5. Sv39 Mode: Includes cases where virtual memory is enabled without virtualization (sATP's mode is 8) or virtual memory is enabled with virtualization (vsatp's mode is 8). In this mode, bits [63:39] of the vaddr must match the sign of bit 38; otherwise, instruction page fault, load page fault, or store page fault will be reported based on the fetch/load/store request.
6. Sv48 mode: Includes scenarios where virtual memory is enabled without virtualization (satp mode is 9) or where virtual memory is enabled with virtualization (vsatp mode is 9). In these cases, bits [63:48] of the vaddr must match the sign of bit 47 of the vaddr. Otherwise, depending on whether it's an instruction fetch, load, or store request, an instruction page fault, load page fault, or store page fault will be raised, respectively.
7. Sv39x4 Mode: Virtual memory is enabled, virtualization is enabled, vsatp's mode is 0, and hgatp's mode is 8. (Note: When vsatp's mode is 8/9 and hgatp's mode is 8, the second-stage address translation is also in Sv39x4 mode, which may generate corresponding exceptions. However, these exceptions fall under "exceptions related to virtual or physical addresses during address translation" and are handled during the page table walk in the L2 TLB, not within the scope of the L1 TLB. The L1 TLB only handles "exceptions related to the original virtual or physical addresses.") In this mode, bits [63:41] of the vaddr must all be 0; otherwise, instruction guest page fault, load guest page fault, or store guest page fault will be reported based on the fetch/load/store request.

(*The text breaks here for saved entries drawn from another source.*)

use anyhow::{Context, Result};
use polls_core::admin::AdminSite;
use polls_core::{AppConfig, DEFAULT_LATEST_LIMIT};
use serde::Deserialize;
use std::path::Path;

const ENV_DATABASE_URL: &str = "POLLS_DATABASE_URL";
const ENV_BIND_ADDRESS: &str = "POLLS_BIND_ADDRESS";

#[derive(Debug, Clone, Default, Deserialize)]
#[serde(default)]
pub struct Config {
    pub server: ServerConfig,
    pub database: DatabaseConfig,
    pub polls: PollsConfig,
    pub admin: AdminConfig,
}

#[derive(Debug, Clone, Deserialize)]
#[serde(default)]
pub struct ServerConfig {
    pub bind_address: String,
}

impl Default for ServerConfig {
    fn default() -> Self {
        Self {
            bind_address: "127.0.0.1:8000".to_string(),
        }
    }
}

#[derive(Debug, Clone, Deserialize)]
#[serde(default)]
pub struct DatabaseConfig {
    pub url: String,
    pub max_connections: u32,
}

impl Default for DatabaseConfig {
    fn default() -> Self {
        Self {
            url: "sqlite://polls.db?mode=rwc".to_string(),
            max_connections: 5,
        }
    }
}

#[derive(Debug, Clone, Deserialize)]
#[serde(default)]
pub struct PollsConfig {
    /// Questions shown on the index page.
    pub latest_limit: i64,
}

impl Default for PollsConfig {
    fn default() -> Self {
        Self {
            latest_limit: DEFAULT_LATEST_LIMIT,
        }
    }
}

#[derive(Debug, Clone, Deserialize)]
#[serde(default)]
pub struct AdminConfig {
    pub enabled: bool,
    #[serde(flatten)]
    pub site: AdminSite,
}

impl Default for AdminConfig {
    fn default() -> Self {
        Self {
            enabled: true,
            site: AdminSite::default(),
        }
    }
}

impl Config {
    pub fn load(path: impl AsRef<Path>) -> Result<Self> {
        let path = path.as_ref();
        let mut config = if path.exists() {
            let raw = std::fs::read_to_string(path)
                .with_context(|| format!("reading config file {}", path.display()))?;
            Self::parse(&raw).with_context(|| format!("parsing config file {}", path.display()))?
        } else {
            tracing::info!("config file {} not found, using defaults", path.display());
            Self::default()
        };
        config.apply_env_overrides(|key| std::env::var(key).ok());
        Ok(config)
    }

    pub fn parse(raw: &str) -> Result<Self> {
        let config: Self = toml::from_str(raw)?;
        if config.database.max_connections == 0 {
            anyhow::bail!("database.max_connections must be at least 1");
        }
        Ok(config)
    }

    fn apply_env_overrides(&mut self, lookup: impl Fn(&str) -> Option<String>) {
        if let Some(url) = lookup(ENV_DATABASE_URL).filter(|v| !v.trim().is_empty()) {
            self.database.url = url;
        }
        if let Some(addr) = lookup(ENV_BIND_ADDRESS).filter(|v| !v.trim().is_empty()) {
            self.server.bind_address = addr;
        }
    }

    pub fn app_config(&self) -> AppConfig {
        AppConfig {
            latest_limit: self.polls.latest_limit,
            admin_enabled: self.admin.enabled,
            admin_site: self.admin.site.clone(),
        }
    }
}

#[cfg(test)]
mod tests {
    use super::*;

    #[test]
    fn empty_file_yields_defaults() {
        let config = Config::parse("").unwrap();
        assert_eq!(config.server.bind_address, "127.0.0.1:8000");
        assert_eq!(config.database.max_connections, 5);
        assert_eq!(config.polls.latest_limit, 5);
        assert!(config.admin.enabled);
        assert_eq!(config.admin.site, AdminSite::default());
    }

    #[test]
    fn overrides_sections_from_toml() {
        let config = Config::parse(
            r#"
            [server]
            bind_address = "0.0.0.0:9000"

            [database]
            url = "sqlite://data/polls.db?mode=rwc"

            [polls]
            latest_limit = 10

            [admin]
            enabled = false
            site_header = "Survey Admin"
            "#,
        )
        .unwrap();
        assert_eq!(config.server.bind_address, "0.0.0.0:9000");
        assert_eq!(config.database.url, "sqlite://data/polls.db?mode=rwc");
        assert_eq!(config.database.max_connections, 5);

        let app = config.app_config();
        assert_eq!(app.latest_limit, 10);
        assert!(!app.admin_enabled);
        assert_eq!(app.admin_site.site_header, "Survey Admin");
        assert_eq!(app.admin_site.site_title, "Polls Admin Portal");
    }

    #[test]
    fn rejects_zero_connections() {
        assert!(Config::parse("[database]\nmax_connections = 0").is_err());
    }

    #[test]
    fn env_overrides_win_over_file() {
        let mut config = Config::default();
        config.apply_env_overrides(|key| match key {
            ENV_DATABASE_URL => Some("sqlite::memory:".to_string()),
            ENV_BIND_ADDRESS => Some("   ".to_string()),
            _ => None,
        });
        assert_eq!(config.database.url, "sqlite::memory:");
        assert_eq!(config.server.bind_address, "127.0.0.1:8000");
    }

    #[test]
    fn missing_file_loads_defaults() {
        let dir = tempfile::tempdir().unwrap();
        let config = Config::load(dir.path().join("absent.toml")).unwrap();
        assert_eq!(config.polls.latest_limit, 5);
    }

    #[test]
    fn loads_file_from_disk() {
        let dir = tempfile::tempdir().unwrap();
        let path = dir.path().join("polls.toml");
        std::fs::write(&path, "[polls]\nlatest_limit = 3\n").unwrap();
        let config = Config::load(&path).unwrap();
        assert_eq!(config.polls.latest_limit, 3);
    }
}
use axum::{
    http::StatusCode,
    response::{IntoResponse, Response},
    Json,
};
use polls_core::error::CoreError;
use serde_json::{json, Value};
use thiserror::Error;

#[derive(Debug, Error)]
pub enum ApiError {
    #[error("not found")]
    NotFound,
    #[error("bad request: {0}")]
    BadRequest(String),
    #[error("internal server error")]
    Internal(#[from] anyhow::Error),
}

impl ApiError {
    /// Machine-readable error code string.
    fn error_code(&self) -> &'static str {
        match self {
            ApiError::NotFound => "NOT_FOUND",
            ApiError::BadRequest(_) => "BAD_REQUEST",
            ApiError::Internal(_) => "INTERNAL_ERROR",
        }
    }

    fn status_code(&self) -> StatusCode {
        match self {
            ApiError::NotFound => StatusCode::NOT_FOUND,
            ApiError::BadRequest(_) => StatusCode::BAD_REQUEST,
            ApiError::Internal(_) => StatusCode::INTERNAL_SERVER_ERROR,
        }
    }
}

impl IntoResponse for ApiError {
    fn into_response(self) -> Response {
        let status = self.status_code();
        let code = self.error_code();

        let message = match &self {
            ApiError::Internal(err) => {
                tracing::error!("API internal error: {err:#}");
                "internal server error".to_string()
            }
            other => other.to_string(),
        };

        let body = json!({
            "code": code,
            "message": message,
            "error": message,
            "details": Value::Null,
        });

        (status, Json(body)).into_response()
    }
}

impl From<CoreError> for ApiError {
    fn from(e: CoreError) -> Self {
        match e {
            CoreError::NotFound => ApiError::NotFound,
            CoreError::InvalidSelection => {
                ApiError::BadRequest(crate::routes::polls::NO_CHOICE_MESSAGE.to_string())
            }
            CoreError::BadRequest(msg) => ApiError::BadRequest(msg),
            CoreError::Database(err) => err.into(),
        }
    }
}

impl From<polls_db::DbError> for ApiError {
    fn from(e: polls_db::DbError) -> Self {
        match e {
            polls_db::DbError::NotFound => ApiError::NotFound,
            polls_db::DbError::Sqlx(err) => {
                ApiError::Internal(anyhow::anyhow!("database error: {err}"))
            }
        }
    }
}
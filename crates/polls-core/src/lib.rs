pub mod admin;
pub mod error;
pub mod polls;

use admin::AdminSite;
use polls_db::DbPool;

/// Number of questions the index page shows unless configured otherwise.
pub const DEFAULT_LATEST_LIMIT: i64 = 5;

#[derive(Clone)]
pub struct AppState {
    pub db: DbPool,
    pub config: AppConfig,
}

#[derive(Clone, Debug)]
pub struct AppConfig {
    pub latest_limit: i64,
    /// Mount the `/admin` routes.
    pub admin_enabled: bool,
    pub admin_site: AdminSite,
}

impl Default for AppConfig {
    fn default() -> Self {
        Self {
            latest_limit: DEFAULT_LATEST_LIMIT,
            admin_enabled: true,
            admin_site: AdminSite::default(),
        }
    }
}

#[cfg(test)]
pub(crate) async fn test_pool() -> DbPool {
    let pool = polls_db::create_pool("sqlite::memory:", 1).await.unwrap();
    polls_db::run_migrations(&pool).await.unwrap();
    pool
}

8. Sv48x4 mode: Virtual memory is enabled, virtualization is enabled, vsatp's mode is 0, and hgatp's mode is 9. (Note: When vsatp's mode is 8/9 and hgatp's mode is 9, the second-stage address translation is also in Sv48x4 mode, which may generate corresponding exceptions. However, these belong to "exceptions related to virtual or physical addresses during address translation" and are handled during the page table walk of L2 TLB, not within the scope of L1 TLB. L1 TLB only additionally handles "exceptions related to virtual or physical addresses in the original address.") In this case, bits [63:50] of vaddr must all be 0; otherwise, instruction guest page fault, load guest page fault, or store guest page fault must be reported based on the fetch/load/store request.
9. Bare mode: Virtual memory is disabled, so paddr = vaddr. Since the physical address of the Xiangshan processor is currently limited to 48 bits, vaddr must have bits [63:48] all set to 0; otherwise, instruction access fault, load access fault, or store access fault will be reported based on fetch/load/store requests.

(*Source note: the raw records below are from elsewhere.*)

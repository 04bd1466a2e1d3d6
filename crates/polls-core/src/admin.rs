//! Admin registration for questions: site titles, list columns, search,
//! the publication-date filter, and inline choice creation.

use crate::error::CoreError;
use crate::polls::QuestionWithChoices;
use chrono::{DateTime, Datelike, Duration, NaiveDate, NaiveTime, Utc};
use polls_db::DbPool;
use polls_models::{Choice, Question};
use serde::{Deserialize, Serialize};
use std::str::FromStr;

/// Columns shown on the question change list.
pub const QUESTION_LIST_DISPLAY: [&str; 3] = ["question_text", "pub_date", "was_published_recently"];
/// Fields searched by the change list `q` parameter.
pub const QUESTION_SEARCH_FIELDS: [&str; 1] = ["question_text"];
/// Blank inline choice rows an add form should render. Submissions are not
/// capped by it; any number of rows may be sent and blank ones are skipped.
pub const EXTRA_CHOICE_SLOTS: usize = 3;

const MAX_TEXT_LEN: usize = 200;

/// Titles for the admin site. Built from configuration at startup and
/// passed around inside `AppConfig`.
#[derive(Clone, Debug, PartialEq, Eq, Serialize, Deserialize)]
#[serde(default)]
pub struct AdminSite {
    pub site_header: String,
    pub site_title: String,
    pub index_title: String,
}

impl Default for AdminSite {
    fn default() -> Self {
        Self {
            site_header: "Polls Administration".to_string(),
            site_title: "Polls Admin Portal".to_string(),
            index_title: "Welcome to the Polls Admin Area".to_string(),
        }
    }
}

#[derive(Debug, Clone, Copy, PartialEq, Eq, Default)]
pub enum PubDateFilter {
    #[default]
    Any,
    Today,
    Past7Days,
    ThisMonth,
    ThisYear,
}

impl FromStr for PubDateFilter {
    type Err = CoreError;

    fn from_str(raw: &str) -> Result<Self, Self::Err> {
        match raw.trim() {
            "" | "any" => Ok(Self::Any),
            "today" => Ok(Self::Today),
            "past_7_days" => Ok(Self::Past7Days),
            "this_month" => Ok(Self::ThisMonth),
            "this_year" => Ok(Self::ThisYear),
            other => Err(CoreError::BadRequest(format!(
                "unknown pub_date filter '{other}'"
            ))),
        }
    }
}

impl PubDateFilter {
    /// Half-open `[since, before)` window relative to `now`, in UTC days.
    pub fn window(
        self,
        now: DateTime<Utc>,
    ) -> (Option<DateTime<Utc>>, Option<DateTime<Utc>>) {
        let today = now.date_naive();
        let tomorrow = today + Duration::days(1);
        match self {
            Self::Any => (None, None),
            Self::Today => (Some(midnight(today)), Some(midnight(tomorrow))),
            Self::Past7Days => (
                Some(midnight(today - Duration::days(7))),
                Some(midnight(tomorrow)),
            ),
            Self::ThisMonth => {
                let first = today.with_day(1).unwrap_or(today);
                let next = if first.month() == 12 {
                    NaiveDate::from_ymd_opt(first.year() + 1, 1, 1)
                } else {
                    NaiveDate::from_ymd_opt(first.year(), first.month() + 1, 1)
                };
                (Some(midnight(first)), next.map(midnight))
            }
            Self::ThisYear => (
                NaiveDate::from_ymd_opt(today.year(), 1, 1).map(midnight),
                NaiveDate::from_ymd_opt(today.year() + 1, 1, 1).map(midnight),
            ),
        }
    }
}

fn midnight(day: NaiveDate) -> DateTime<Utc> {
    day.and_time(NaiveTime::MIN).and_utc()
}

#[derive(Debug, Clone, Default)]
pub struct QuestionListQuery {
    pub search: Option<String>,
    pub pub_date: PubDateFilter,
}

/// One row of the question change list.
#[derive(Debug, Clone, Serialize)]
pub struct QuestionListRow {
    #[serde(flatten)]
    pub question: Question,
    pub was_published_recently: bool,
}

#[derive(Debug, Clone, Default)]
pub struct NewQuestion {
    pub question_text: String,
    /// Defaults to the moment of creation.
    pub pub_date: Option<DateTime<Utc>>,
    /// Inline choice rows; blank rows are skipped.
    pub choices: Vec<String>,
}

pub async fn list_questions(
    pool: &DbPool,
    query: &QuestionListQuery,
) -> Result<Vec<QuestionListRow>, CoreError> {
    let now = Utc::now();
    let (since, before) = query.pub_date.window(now);
    let rows =
        polls_db::questions::search_questions(pool, query.search.as_deref(), since, before)
            .await?;
    Ok(rows
        .into_iter()
        .map(|row| {
            let question = Question::from(row);
            let was_published_recently = question.was_published_recently_at(now);
            QuestionListRow {
                question,
                was_published_recently,
            }
        })
        .collect())
}

pub async fn create_question(
    pool: &DbPool,
    new: NewQuestion,
) -> Result<QuestionWithChoices, CoreError> {
    let question_text = new.question_text.trim();
    if question_text.is_empty() {
        return Err(CoreError::BadRequest("question_text is required".into()));
    }
    if question_text.chars().count() > MAX_TEXT_LEN {
        return Err(CoreError::BadRequest(format!(
            "question_text must be at most {MAX_TEXT_LEN} characters"
        )));
    }

    let choices: Vec<String> = new
        .choices
        .iter()
        .map(|c| c.trim())
        .filter(|c| !c.is_empty())
        .map(str::to_string)
        .collect();
    if choices.iter().any(|c| c.chars().count() > MAX_TEXT_LEN) {
        return Err(CoreError::BadRequest(format!(
            "choice_text must be at most {MAX_TEXT_LEN} characters"
        )));
    }

    let pub_date = new.pub_date.unwrap_or_else(Utc::now);
    if !polls_db::datetime_fits_db_text(pub_date) {
        return Err(CoreError::BadRequest(
            "pub_date must fall between years 0 and 9999".into(),
        ));
    }
    let (question, choices) = polls_db::questions::create_question_with_choices(
        pool,
        question_text,
        pub_date,
        &choices,
    )
    .await?;

    tracing::info!(
        "admin: created question {} with {} choices",
        question.id,
        choices.len()
    );
    Ok(QuestionWithChoices {
        question: question.into(),
        choices: choices.into_iter().map(Choice::from).collect(),
    })
}

pub async fn delete_question(pool: &DbPool, question_id: i64) -> Result<(), CoreError> {
    if !polls_db::questions::delete_question(pool, question_id).await? {
        return Err(CoreError::NotFound);
    }
    tracing::info!("admin: deleted question {}", question_id);
    Ok(())
}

To support the exception handling for the aforementioned "original address," the L1 TLB needs to add input signals fullva (64 bits) and checkfullva (1 bit). Additionally, vaNeedExt must be added to the output. Specifically:

checkfullva is not a control signal for fullva. In other words, the content of fullva is not only valid when checkfullva is asserted.
When is checkfullva valid (needs to be asserted)

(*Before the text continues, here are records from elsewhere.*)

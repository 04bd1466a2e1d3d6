use anyhow::Result;
use chrono::{DateTime, Duration, Utc};
use clap::Parser;
use polls_core::admin::NewQuestion;
use tracing_subscriber::EnvFilter;

mod cli;
mod config;

#[tokio::main]
async fn main() -> Result<()> {
    let args = cli::Args::parse();
    init_tracing(args.json_logs);

    let config = config::Config::load(&args.config)?;
    ensure_database_dir(&config.database.url);

    let db = polls_db::create_pool(&config.database.url, config.database.max_connections).await?;
    polls_db::run_migrations(&db).await?;

    match args.command.unwrap_or(cli::Command::Serve) {
        cli::Command::Serve => serve(config, db).await,
        cli::Command::CreateQuestion {
            text,
            days,
            choices,
        } => {
            let created = polls_core::admin::create_question(
                &db,
                NewQuestion {
                    question_text: text,
                    pub_date: Some(offset_by_days(Utc::now(), days)?),
                    choices,
                },
            )
            .await?;
            println!(
                "Created question {} \"{}\" with {} choices",
                created.question.id,
                created.question.question_text,
                created.choices.len()
            );
            Ok(())
        }
    }
}

fn offset_by_days(now: DateTime<Utc>, days: i64) -> Result<DateTime<Utc>> {
    Duration::try_days(days)
        .and_then(|offset| now.checked_add_signed(offset))
        .ok_or_else(|| anyhow::anyhow!("--days {days} is out of range"))
}

fn init_tracing(json: bool) {
    let filter = EnvFilter::try_from_default_env()
        .unwrap_or_else(|_| EnvFilter::new("polls=info,tower_http=debug"));
    if json {
        tracing_subscriber::fmt()
            .json()
            .with_env_filter(filter)
            .init();
    } else {
        tracing_subscriber::fmt().with_env_filter(filter).init();
    }
}

async fn serve(config: config::Config, db: polls_db::DbPool) -> Result<()> {
    let app_config = config.app_config();
    let state = polls_core::AppState {
        db,
        config: app_config.clone(),
    };
    let app = polls_api::build_router(&app_config).with_state(state);

    let listener = tokio::net::TcpListener::bind(&config.server.bind_address).await?;
    tracing::info!("Listening on http://{}", config.server.bind_address);
    tracing::info!("Database: {}", config.database.url);
    if app_config.admin_enabled {
        tracing::info!("Admin: http://{}/admin/", config.server.bind_address);
    }

    let shutdown_signal = async {
        let _ = tokio::signal::ctrl_c().await;
        tracing::info!("Shutting down...");
    };

    axum::serve(listener, app.into_make_service())
        .with_graceful_shutdown(shutdown_signal)
        .await?;

    Ok(())
}

/// Create the parent directory of a file-backed SQLite database.
fn ensure_database_dir(database_url: &str) {
    let Some(db_path) = database_url
        .strip_prefix("sqlite://")
        .and_then(|s| s.split('?').next())
    else {
        return;
    };
    if let Some(parent) = std::path::Path::new(db_path).parent() {
        if !parent.as_os_str().is_empty() {
            if let Err(e) = std::fs::create_dir_all(parent) {
                tracing::warn!("Could not create directory '{}': {}", parent.display(), e);
            }
        }
    }
}

#[cfg(test)]
mod tests {
    use super::{ensure_database_dir, offset_by_days};
    use chrono::{Duration, TimeZone, Utc};

    #[test]
    fn creates_parent_dir_for_file_databases() {
        let dir = tempfile::tempdir().unwrap();
        let nested = dir.path().join("data").join("polls.db");
        ensure_database_dir(&format!("sqlite://{}?mode=rwc", nested.display()));
        assert!(dir.path().join("data").is_dir());
    }

    #[test]
    fn offsets_publication_by_whole_days() {
        let now = Utc.with_ymd_and_hms(2024, 3, 9, 12, 0, 0).unwrap();
        assert_eq!(offset_by_days(now, -30).unwrap(), now - Duration::days(30));
        assert_eq!(offset_by_days(now, 0).unwrap(), now);
    }

    #[test]
    fn huge_day_offsets_are_errors() {
        let now = Utc::now();
        assert!(offset_by_days(now, i64::MAX).is_err());
        assert!(offset_by_days(now, 400_000_000).is_err());
    }

    #[test]
    fn ignores_in_memory_databases() {
        ensure_database_dir("sqlite::memory:");
    }
}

1. For ITLB, checkfullva is always false, so when Chisel generates Verilog, checkfullva may be optimized out and not reflected in the input.
2. For the DTLB, all load/store/amo/vector instructions must undergo a checkfullva check when first sent from the Backend to the MemBlock. It is further clarified that the "exception related to virtual or physical addresses in the original address" is a check solely for vaddr (for load/store instructions, the vaddr is typically calculated as the value of a register plus an immediate value to form a 64-bit value). Therefore, it does not require waiting for a TLB hit, and when such an exception occurs, the TLB will not return a miss, indicating the exception is valid. Thus, "when first sent from the Backend to the MemBlock," this exception can always be detected and reported. For misaligned memory accesses, they will not enter the misalign buffer; for load instructions, they will not enter the load replay queue; for store instructions, they will not be resent by the reservation station. Therefore, if the exception is not detected "when first sent from the Backend to the MemBlock," it will not appear during a load replay, and no checkfullva check is needed. For prefetch instructions, checkfullva is not raised.
When fullva is valid (when it is used)
1. Except for one specific case, fullva is only valid when checkfullva is high, representing the full vaddr to be checked. It should be noted that for a load/store instruction, the original vaddr calculated is 64 bits (the value read from the register is 64 bits), but querying the TLB only uses the lower 48/50 bits (Sv48/Sv48x4), while querying exceptions requires the full 64 bits.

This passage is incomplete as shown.